Prompt: At the line containing "order failed, resyncing", begin retyping, and stop after the last line of the data; add nothing.

Provided data:
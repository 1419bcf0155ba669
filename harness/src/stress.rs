//! Two-phase load generator: prefill, then sustained concurrent order flow.

use std::sync::Arc;
use std::time::Duration;

use rand::Rng;
use tokio::task::JoinSet;
use tokio::time::sleep;
use tokio_util::sync::CancellationToken;
use tracing::{info, warn};

use crate::accounts::Account;
use crate::chain::{ChainApi, Dispatch};
use crate::error::ChainError;
use crate::nonce::NonceAllocator;
use crate::orders::{Ladder, MarketOrder, Side};
use crate::stats::Stats;
use crate::submit::{submit_batch, submit_market};

/// Configuration for the stress generator.
#[derive(Debug, Clone)]
pub struct StressConfig {
    /// Ladder shape shared by the prefill phase and the limit workers.
    pub ladder: Ladder,
    /// Ticks per side for each sustained-phase batch.
    pub batch_ticks: u32,
    /// Limit orders to rest on the book before sustained load starts.
    pub prefill_orders: u64,
    /// Concurrent limit-order workers.
    pub limit_workers: usize,
    /// Concurrent market-order workers.
    pub market_workers: usize,
    /// Quantity per market order.
    pub market_quantity: u128,
    /// Delay between consecutive dispatches in the prefill phase.
    pub prefill_pacing: Duration,
    /// Delay between consecutive dispatches from one worker.
    pub order_pacing: Duration,
    /// Pause between batches from one worker.
    pub batch_pause: Duration,
    /// Pause before a worker resumes after a batch error.
    pub error_backoff: Duration,
}

impl StressConfig {
    /// Defaults sized for a light local run.
    pub fn new(ladder: Ladder) -> Self {
        Self {
            ladder,
            batch_ticks: 10,
            prefill_orders: 100,
            limit_workers: 2,
            market_workers: 2,
            market_quantity: 1_000_000_000,
            prefill_pacing: Duration::from_millis(200),
            order_pacing: Duration::from_millis(500),
            batch_pause: Duration::from_secs(1),
            error_backoff: Duration::from_secs(1),
        }
    }

    /// Sets the prefill target.
    pub fn with_prefill_orders(mut self, n: u64) -> Self {
        self.prefill_orders = n;
        self
    }

    /// Sets the number of limit-order workers.
    pub fn with_limit_workers(mut self, n: usize) -> Self {
        self.limit_workers = n;
        self
    }

    /// Sets the number of market-order workers.
    pub fn with_market_workers(mut self, n: usize) -> Self {
        self.market_workers = n;
        self
    }

    /// Sets the ticks per side for sustained-phase batches.
    pub fn with_batch_ticks(mut self, n: u32) -> Self {
        self.batch_ticks = n;
        self
    }
}

/// Drives the two stress phases against one maker and one taker account.
///
/// The maker rests limit orders, the taker sweeps them with market orders.
/// Each account has its own nonce allocator; the two never share a lock.
pub struct StressRunner<A> {
    api: Arc<A>,
    maker: Account,
    taker: Account,
    config: StressConfig,
    stats: Arc<Stats>,
}

impl<A: ChainApi + 'static> StressRunner<A> {
    /// Creates a runner over the given node handle and accounts.
    pub fn new(api: Arc<A>, maker: Account, taker: Account, config: StressConfig) -> Self {
        Self { api, maker, taker, config, stats: Arc::new(Stats::new()) }
    }

    /// Shared handle to the statistics collector.
    pub fn stats(&self) -> Arc<Stats> {
        Arc::clone(&self.stats)
    }

    /// Runs the prefill phase, then sustained workers until `shutdown` fires.
    ///
    /// Worker failures stay local: a worker backs off, resyncs its account's
    /// allocator, and resumes. Only cancellation ends the run.
    pub async fn run(&self, shutdown: CancellationToken) -> Result<(), ChainError> {
        let maker_alloc =
            Arc::new(NonceAllocator::init(Arc::clone(&self.api), self.maker.id().clone()).await?);

        self.prefill(&maker_alloc, &shutdown).await;
        if shutdown.is_cancelled() {
            return Ok(());
        }

        let taker_alloc =
            Arc::new(NonceAllocator::init(Arc::clone(&self.api), self.taker.id().clone()).await?);

        info!(
            limit_workers = self.config.limit_workers,
            market_workers = self.config.market_workers,
            "starting sustained load"
        );

        let mut workers = JoinSet::new();
        for worker_id in 0..self.config.limit_workers {
            workers.spawn(limit_worker(
                Arc::clone(&self.api),
                Arc::clone(&maker_alloc),
                self.maker.clone(),
                self.config.clone(),
                Arc::clone(&self.stats),
                shutdown.clone(),
                worker_id,
            ));
        }
        for worker_id in 0..self.config.market_workers {
            workers.spawn(market_worker(
                Arc::clone(&self.api),
                Arc::clone(&taker_alloc),
                self.taker.clone(),
                self.config.clone(),
                Arc::clone(&self.stats),
                shutdown.clone(),
                worker_id,
            ));
        }

        while let Some(joined) = workers.join_next().await {
            if let Err(e) = joined {
                warn!(error = %e, "worker task aborted");
            }
        }

        info!(
            submitted = self.stats.submitted(),
            failed = self.stats.failed(),
            "stress run stopped"
        );
        Ok(())
    }

    /// Rests limit orders on the book until the target count is reached.
    async fn prefill(&self, allocator: &Arc<NonceAllocator<A>>, shutdown: &CancellationToken) {
        let cfg = &self.config;
        let target = cfg.prefill_orders;
        info!(target, account = %self.maker.address(), "prefilling order book");

        let mut placed: u64 = 0;
        while placed < target && !shutdown.is_cancelled() {
            let ladder = cfg.ladder.jittered();
            let mut orders = ladder.orders();
            orders.truncate((target - placed) as usize);
            let outcome = submit_batch(
                self.api.as_ref(),
                allocator,
                self.maker.signer(),
                &orders,
                Dispatch::Submit,
                cfg.prefill_pacing,
                &self.stats,
                shutdown,
            )
            .await;
            placed += outcome.submitted;
            if outcome.failed > 0 {
                warn!(failed = outcome.failed, "prefill batch saw failures, resyncing nonce");
                sleep(cfg.error_backoff).await;
                if let Err(e) = allocator.resync().await {
                    warn!(error = %e, "nonce resync failed");
                }
            }
        }
        info!(placed, "prefill complete");
    }
}

/// Loops jittered ladder batches from the maker account until cancelled.
async fn limit_worker<A: ChainApi>(
    api: Arc<A>,
    allocator: Arc<NonceAllocator<A>>,
    account: Account,
    config: StressConfig,
    stats: Arc<Stats>,
    shutdown: CancellationToken,
    worker_id: usize,
) {
    info!(worker_id, account = %account.address(), "limit worker started");
    loop {
        if shutdown.is_cancelled() {
            break;
        }
        let ladder =
            Ladder { tick_count: config.batch_ticks, ..config.ladder }.jittered();
        let orders = ladder.orders();
        let outcome = submit_batch(
            api.as_ref(),
            &allocator,
            account.signer(),
            &orders,
            Dispatch::Submit,
            config.order_pacing,
            &stats,
            &shutdown,
        )
        .await;
        if outcome.failed > 0 {
            warn!(worker_id, failed = outcome.failed, "batch saw failures, resyncing nonce");
            tokio::select! {
                _ = shutdown.cancelled() => break,
                _ = sleep(config.error_backoff) => {}
            }
            if let Err(e) = allocator.resync().await {
                warn!(worker_id, error = %e, "nonce resync failed");
            }
            continue;
        }
        tokio::select! {
            _ = shutdown.cancelled() => break,
            _ = sleep(config.batch_pause) => {}
        }
    }
    info!(worker_id, "limit worker stopped");
}

/// Loops single market orders from the taker account until cancelled.
async fn market_worker<A: ChainApi>(
    api: Arc<A>,
    allocator: Arc<NonceAllocator<A>>,
    account: Account,
    config: StressConfig,
    stats: Arc<Stats>,
    shutdown: CancellationToken,
    worker_id: usize,
) {
    info!(worker_id, account = %account.address(), "market worker started");
    loop {
        if shutdown.is_cancelled() {
            break;
        }
        let order = MarketOrder {
            side: random_side(),
            quantity: config.market_quantity,
            base_asset: config.ladder.base_asset,
            quote_asset: config.ladder.quote_asset,
        };
        match submit_market(api.as_ref(), &allocator, account.signer(), &order, &stats).await {
            Ok(hash) => {
                info!(worker_id, side = ?order.side, %hash, "market order submitted");
            }
            Err(e) => {
                warn!(worker_id, error = %e, "market order failed, resyncing nonce");
                tokio::select! {
                    _ = shutdown.cancelled() => break,
                    _ = sleep(config.error_backoff) => {}
                }
                if let Err(e) = allocator.resync().await {
                    warn!(worker_id, error = %e, "nonce resync failed");
                }
            }
        }
        tokio::select! {
            _ = shutdown.cancelled() => break,
            _ = sleep(config.batch_pause) => {}
        }
    }
    info!(worker_id, "market worker stopped");
}

/// Uniformly random book side for market-order flow.
fn random_side() -> Side {
    if rand::rng().random_bool(0.5) { Side::Bid } else { Side::Ask }
}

Answer to this problem:
                warn!(worker_id, error = %e, "market order failed, resyncing nonce");
                tokio::select! {
                    _ = shutdown.cancelled() => break,
                    _ = sleep(config.error_backoff) => {}
                }
                if let Err(e) = allocator.resync().await {
                    warn!(worker_id, error = %e, "nonce resync failed");
                }
            }
        }
        tokio::select! {
            _ = shutdown.cancelled() => break,
            _ = sleep(config.batch_pause) => {}
        }
    }
    info!(worker_id, "market worker stopped");
}

/// Uniformly random book side for market-order flow.
fn random_side() -> Side {
    if rand::rng().random_bool(0.5) { Side::Bid } else { Side::Ask }
}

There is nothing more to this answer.